Supplied records:
┏━━

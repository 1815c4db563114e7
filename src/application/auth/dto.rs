use serde::{Deserialize, Serialize};
use ts_rs::TS;
use validator::Validate;

use crate::domain::auth::entity::AuthUser;

#[derive(Debug, Clone, Deserialize, Validate, TS)]
#[ts(export)]
pub struct LoginRequest {
    #[validate(length(min = 3, max = 254))]
    pub email: String,
    #[validate(length(min = 1, max = 1024))]
    pub password: String,
}

#[derive(Debug, Clone, Serialize, TS)]
#[ts(export)]
pub struct LoginResponse {
    pub token: String,
    pub token_type: String,
    pub expires_in: i64,
    pub user: AuthUser,
}

#[derive(Debug, Clone, Serialize, TS)]
#[ts(export)]
pub struct CurrentUserResponse {
    pub user: Option<AuthUser>,
    pub is_admin: bool,
}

┗━━

Task to complete: Take each line in the listing that has the word "String" and copy it.

Response:
    pub email: String,
    pub password: String,
    pub token: String,
    pub token_type: String,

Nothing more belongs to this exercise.